Among the entries below, find every line that has "commit" and pull it out.

*Supplied entries*.

+ + + + +

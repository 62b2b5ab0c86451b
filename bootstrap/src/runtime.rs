//! 运行时初始化

use std::net::SocketAddr;

use lager_config::AppConfig;
use lager_telemetry::{init_metrics, init_tracing, init_tracing_json};
use tracing::{info, warn};

/// 初始化运行时（日志、指标）
pub fn init_runtime(config: &AppConfig) {
    if config.is_production() {
        init_tracing_json(&config.telemetry.log_level);
    } else {
        init_tracing(&config.telemetry.log_level);
    }

    if let Some(addr) = &config.telemetry.metrics_addr {
        match addr.parse::<SocketAddr>() {
            Ok(addr) => {
                if let Err(e) = init_metrics(addr) {
                    warn!(error = %e, "Failed to start metrics exporter, continuing without it");
                }
            }
            Err(e) => warn!(metrics_addr = %addr, error = %e, "Invalid metrics address"),
        }
    }

    info!(
        app_name = %config.app_name,
        app_env = %config.app_env,
        "Runtime initialized"
    );
}

/// 等待关闭信号
pub async fn shutdown_signal() {
    let ctrl_c = async {
        tokio::signal::ctrl_c()
            .await
            .expect("Failed to install Ctrl+C handler");
    };

    #[cfg(unix)]
    let terminate = async {
        tokio::signal::unix::signal(tokio::signal::unix::SignalKind::terminate())
            .expect("Failed to install signal handler")
            .recv()
            .await;
    };

    #[cfg(not(unix))]
    let terminate = std::future::pending::<()>();

    tokio::select! {
        _ = ctrl_c => {},
        _ = terminate => {},
    }

    info!("Shutdown signal received");
}
//! SQLite 迁移管理模块
//!
//! 按版本号顺序应用迁移，已应用的迁移用校验和防篡改

use chrono::{DateTime, Utc};
use lager_errors::{AppError, AppResult};
use sha2::{Digest, Sha256};
use sqlx::SqlitePool;
use tracing::{info, warn};

/// 迁移记录
#[derive(Debug, Clone, sqlx::FromRow)]
pub struct MigrationRecord {
    /// 迁移版本
    pub version: i64,
    /// 迁移名称
    pub name: String,
    /// 应用时间
    pub applied_at: DateTime<Utc>,
    /// 校验和
    pub checksum: String,
}

/// 迁移定义
///
/// SQLite 的预编译语句一次只执行一条 SQL，每个迁移只包含一条语句。
#[derive(Debug, Clone)]
pub struct Migration {
    pub version: i64,
    pub name: String,
    pub up_sql: String,
    pub checksum: String,
}

impl Migration {
    /// 创建新的迁移
    pub fn new(version: i64, name: impl Into<String>, up_sql: impl Into<String>) -> Self {
        let up_sql = up_sql.into();
        let checksum = Self::calculate_checksum(&up_sql);
        Self {
            version,
            name: name.into(),
            up_sql,
            checksum,
        }
    }

    /// 计算校验和（SHA256，忽略首尾空白）
    fn calculate_checksum(sql: &str) -> String {
        let mut hasher = Sha256::new();
        hasher.update(sql.trim().as_bytes());
        format!("{:x}", hasher.finalize())
    }
}

/// 迁移结果
#[derive(Debug, Default)]
pub struct MigrationResult {
    pub applied: Vec<i64>,
    pub skipped: Vec<i64>,
    pub errors: Vec<MigrationError>,
}

impl MigrationResult {
    pub fn is_success(&self) -> bool {
        self.errors.is_empty()
    }
}

/// 迁移错误
#[derive(Debug)]
pub struct MigrationError {
    pub version: i64,
    pub name: String,
    pub error: String,
}

/// 迁移管理器
pub struct MigrationManager {
    pool: SqlitePool,
    table_name: String,
}

impl MigrationManager {
    /// 创建新的迁移管理器
    pub fn new(pool: SqlitePool) -> Self {
        Self {
            pool,
            table_name: "_migrations".to_string(),
        }
    }

    /// 设置迁移表名
    pub fn with_table_name(mut self, name: impl Into<String>) -> Self {
        self.table_name = name.into();
        self
    }

    /// 初始化迁移表
    pub async fn init(&self) -> AppResult<()> {
        let create_sql = format!(
            r#"
            CREATE TABLE IF NOT EXISTS {} (
                version INTEGER PRIMARY KEY,
                name TEXT NOT NULL,
                applied_at TEXT NOT NULL,
                checksum TEXT NOT NULL
            )
            "#,
            self.table_name
        );

        sqlx::query(&create_sql)
            .execute(&self.pool)
            .await
            .map_err(|e| AppError::database(format!("Failed to create migration table: {}", e)))?;

        Ok(())
    }

    /// 获取已应用的迁移
    pub async fn get_applied_migrations(&self) -> AppResult<Vec<MigrationRecord>> {
        let sql = format!(
            "SELECT version, name, applied_at, checksum FROM {} ORDER BY version ASC",
            self.table_name
        );

        sqlx::query_as::<_, MigrationRecord>(&sql)
            .fetch_all(&self.pool)
            .await
            .map_err(|e| AppError::database(format!("Failed to get migrations: {}", e)))
    }

    /// 获取当前版本
    pub async fn current_version(&self) -> AppResult<Option<i64>> {
        let sql = format!("SELECT MAX(version) FROM {}", self.table_name);

        let row: Option<(Option<i64>,)> = sqlx::query_as(&sql)
            .fetch_optional(&self.pool)
            .await
            .map_err(|e| AppError::database(format!("Failed to get current version: {}", e)))?;

        Ok(row.and_then(|(v,)| v))
    }

    /// 在事务中应用单个迁移
    pub async fn apply(&self, migration: &Migration) -> AppResult<()> {
        let mut tx = self
            .pool
            .begin()
            .await
            .map_err(|e| AppError::database(format!("Failed to begin transaction: {}", e)))?;

        sqlx::query(&migration.up_sql)
            .execute(&mut *tx)
            .await
            .map_err(|e| {
                AppError::database(format!(
                    "Failed to apply migration {}: {}",
                    migration.version, e
                ))
            })?;

        let insert_sql = format!(
            "INSERT INTO {} (version, name, applied_at, checksum) VALUES (?, ?, ?, ?)",
            self.table_name
        );
        sqlx::query(&insert_sql)
            .bind(migration.version)
            .bind(&migration.name)
            .bind(Utc::now())
            .bind(&migration.checksum)
            .execute(&mut *tx)
            .await
            .map_err(|e| AppError::database(format!("Failed to record migration: {}", e)))?;

        tx.commit()
            .await
            .map_err(|e| AppError::database(format!("Failed to commit migration: {}", e)))?;

        info!(
            version = migration.version,
            name = %migration.name,
            "Migration applied successfully"
        );

        Ok(())
    }

    /// 应用所有待处理的迁移
    ///
    /// 遇到第一个失败的迁移即停止，后续迁移不再执行。
    pub async fn migrate(&self, migrations: &[Migration]) -> AppResult<MigrationResult> {
        self.init().await?;

        let applied = self.get_applied_migrations().await?;
        let mut result = MigrationResult::default();

        let mut sorted: Vec<_> = migrations.iter().collect();
        sorted.sort_by_key(|m| m.version);

        for migration in sorted {
            if let Some(record) = applied.iter().find(|r| r.version == migration.version) {
                if record.checksum != migration.checksum {
                    warn!(
                        version = migration.version,
                        name = %migration.name,
                        "Applied migration has been modified"
                    );
                    result.errors.push(MigrationError {
                        version: migration.version,
                        name: migration.name.clone(),
                        error: "Checksum mismatch - migration has been modified".to_string(),
                    });
                    continue;
                }
                result.skipped.push(migration.version);
                continue;
            }

            match self.apply(migration).await {
                Ok(()) => result.applied.push(migration.version),
                Err(e) => {
                    result.errors.push(MigrationError {
                        version: migration.version,
                        name: migration.name.clone(),
                        error: e.to_string(),
                    });
                    break;
                }
            }
        }

        Ok(result)
    }

    /// 应用迁移，有任何错误时返回 Err
    pub async fn migrate_strict(&self, migrations: &[Migration]) -> AppResult<MigrationResult> {
        let result = self.migrate(migrations).await?;
        if let Some(first) = result.errors.first() {
            return Err(AppError::database(format!(
                "Migration {} ({}) failed: {}",
                first.version, first.name, first.error
            )));
        }
        Ok(result)
    }
}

+ + + + +

*Result for this exercise*.
        tx.commit()
            .map_err(|e| AppError::database(format!("Failed to commit migration: {}", e)))?;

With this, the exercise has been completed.